Acoustic metamaterial containing an array of Helmholtz resonators coupled with mass-loaded membranes

Acoustic metamaterial consisting of an array Helmholtz resonators has been revealed to have the band gap phenomenon which implies a great potential for noise reduction. However, the application of the conventional acoustic metamaterial is often limited by the narrow band gap. In this paper, an acoustic metamaterial containing a series of membrane-coupled Helmholtz resonators is proposed to produce multiple band gaps in the low-frequency regime for achieving broadband noise reduction. First, a theoretical model is developed to describe the dynamic of the membrane-coupled Helmholtz resonator system.
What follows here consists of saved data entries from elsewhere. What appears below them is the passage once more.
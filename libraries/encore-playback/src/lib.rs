//! Encore - Playback Synchronization
//!
//! Keeps challenge progress in step with what the audio backend is actually
//! playing.
//!
//! This crate provides:
//! - A timeout-bounded adapter over a platform playback backend
//! - A session state machine (`Idle → Loading → Ready → Playing ⇄ Paused →
//!   Completed`) with generation tagging, so late results from a superseded
//!   selection never touch the current session
//! - An async engine that polls telemetry, applies backend notifications and
//!   persists every progress commit
//! - A simulated backend for tests and the CLI
//!
//! # Architecture
//!
//! `encore-playback` does not depend on a concrete audio service or on
//! `encore-storage`:
//! - Audio output is provided through the [`PlaybackBackend`] trait
//! - Persistence goes through `encore_core::ProgressStore`
//!
//! # Example
//!
//! ```rust,no_run
//! use encore_core::{sample::sample_challenges, ChallengeStore, ProgressStore};
//! use encore_playback::{EngineConfig, SimulatedBackend, SyncEngine};
//! use std::sync::Arc;
//!
//! # async fn example(progress_store: Arc<dyn ProgressStore>) -> encore_playback::Result<()> {
//! let catalog = ChallengeStore::new(sample_challenges())?;
//! let mut engine = SyncEngine::bootstrap(
//!     SimulatedBackend::new(),
//!     catalog,
//!     progress_store,
//!     EngineConfig::default(),
//! )
//! .await?;
//!
//! engine.play("1").await?;
//! engine.seek(90.0).await?;
//! assert_eq!(engine.store().challenge("1").unwrap().progress, 50.0);
//! # Ok(())
//! # }
//! ```

#![forbid(unsafe_code)]

pub mod adapter;
pub mod backend;
pub mod controller;
pub mod engine;
pub mod error;
pub mod events;
pub mod shared;
pub mod simulated;
pub mod types;

pub use adapter::PlaybackAdapter;
pub use backend::{BackendError, BackendEvent, PlaybackBackend};
pub use controller::{LoadTicket, ProgressCommit, SyncController};
pub use engine::{EngineCommand, EngineHandle, SyncEngine};
pub use error::{ErrorReport, PlaybackError, Result, StateError, SyncError, TelemetryError};
pub use events::SyncEvent;
pub use shared::SharedStore;
pub use simulated::{Operation, SimulatedBackend};
pub use types::{
    AppKilledPlaybackBehavior, BackendProgress, Capability, EngineConfig, PlaybackSession,
    PlayerOptions, RepeatMode, SessionState, TaggedTelemetry, TelemetrySample, Track,
};
//! Sync Events
//!
//! Event-based communication for UI synchronization. Events are emitted at
//! key points:
//! - Session lifecycle (selection, state changes)
//! - Play head movement (every applied sample)
//! - Progress commits and completion
//! - Statistics and achievement changes

use crate::error::ErrorReport;
use crate::types::SessionState;
use encore_core::{AchievementSet, ChallengeId, UserStats};
use serde::{Deserialize, Serialize};

/// Events emitted by the sync engine
#[derive(Debug, Clone, PartialEq, Serialize, Deserialize)]
pub enum SyncEvent {
    /// Session state changed
    StateChanged { state: SessionState },

    /// A challenge was selected and a new session began
    SessionStarted {
        challenge_id: ChallengeId,
        generation: u64,
    },

    /// A telemetry or seek sample was applied
    PositionUpdated {
        position_seconds: f64,
        duration_seconds: f64,
    },

    /// A challenge's stored progress changed
    ProgressUpdated {
        challenge_id: ChallengeId,
        progress: f64,
    },

    /// A challenge became completed; emitted once per challenge
    ChallengeCompleted {
        challenge_id: ChallengeId,
        points_awarded: u32,
    },

    /// Aggregates changed after a progress commit
    StatsChanged {
        total_points: u64,
        completed_count: usize,
        completion_rate: f64,
        achievements: AchievementSet,
    },

    /// A user-visible failure
    Error { report: ErrorReport },
}

impl SyncEvent {
    pub(crate) fn stats_changed(stats: &UserStats) -> Self {
        Self::StatsChanged {
            total_points: stats.total_points,
            completed_count: stats.completed_count(),
            completion_rate: stats.completion_rate(),
            achievements: encore_core::achievements::evaluate(stats),
        }
    }
}
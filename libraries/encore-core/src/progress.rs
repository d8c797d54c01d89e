//! Progress model
//!
//! Pure update rules turning a telemetry sample into challenge progress.
//!
//! Progress is monotonic: scrubbing backwards to replay a section, or a late
//! telemetry sample, never takes away credit that was already earned.
//! Completion is sticky and always coincides with progress pinned at 100.

use crate::types::{Challenge, ProgressRecord};

/// Upper bound of the progress scale
pub const MAX_PROGRESS: f64 = 100.0;

/// Compute the percentage played for a telemetry sample
///
/// `duration_seconds` is the adapter-reported duration. When it is zero or
/// unavailable the challenge's own duration is used instead. If neither is
/// usable the challenge's last known progress is returned unchanged.
pub fn compute_progress(challenge: &Challenge, position_seconds: f64, duration_seconds: f64) -> f64 {
    let effective_duration = if duration_seconds > 0.0 {
        duration_seconds
    } else {
        challenge.duration_seconds
    };

    if effective_duration.is_nan() || effective_duration <= 0.0 {
        return challenge.progress;
    }

    let percent = position_seconds / effective_duration * MAX_PROGRESS;
    if !percent.is_finite() {
        return challenge.progress;
    }

    percent.clamp(0.0, MAX_PROGRESS)
}

/// Apply a newly computed progress value, returning the updated record
///
/// The result keeps the larger of the old and new progress, and becomes
/// completed once it reaches 100. A completed challenge stays completed.
pub fn apply_progress(challenge: &Challenge, new_progress: f64) -> Challenge {
    let mut updated = challenge.clone();
    apply_progress_in_place(&mut updated, new_progress);
    updated
}

/// In-place variant of [`apply_progress`] reporting what changed
pub fn apply_progress_in_place(challenge: &mut Challenge, new_progress: f64) -> ProgressChange {
    let previous = challenge.progress_record();

    let candidate = if new_progress.is_finite() {
        new_progress.clamp(0.0, MAX_PROGRESS)
    } else {
        challenge.progress
    };

    let mut progress = challenge.progress.max(candidate).clamp(0.0, MAX_PROGRESS);
    let completed = challenge.completed || progress >= MAX_PROGRESS;
    if completed {
        progress = MAX_PROGRESS;
    }

    challenge.progress = progress;
    challenge.completed = completed;

    ProgressChange {
        previous,
        current: challenge.progress_record(),
    }
}

/// Outcome of applying progress to a challenge
#[derive(Debug, Clone, Copy, PartialEq)]
pub struct ProgressChange {
    pub previous: ProgressRecord,
    pub current: ProgressRecord,
}

impl ProgressChange {
    /// Whether the record differs from before
    pub fn is_changed(&self) -> bool {
        self.previous != self.current
    }

    /// Whether this application flipped `completed` from false to true
    ///
    /// This is the guard for awarding points: it is true at most once per
    /// challenge.
    pub fn newly_completed(&self) -> bool {
        !self.previous.completed && self.current.completed
    }
}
The membrane is assumed to be loaded with a s mall mass at the centre for tuning its natural frequencies, thus the resonances of the coupled system and the band gaps of the proposed acoustic metamaterial. Subsequently, based on the theory of acoustic wave propagation together with the derived theoretical model for the membrane-coupled Helmholtz resonator system, a theoretical analysis of the proposed acoustic metamaterial is performed. Using the Bloch's theorem, the dispersion relation of the proposed acoustic metamaterial is derived. Multiple band gaps are observed in the band structure. A corresponding finite element model of the proposed metamaterial is built to confirm the predictions from the theoretical analysis.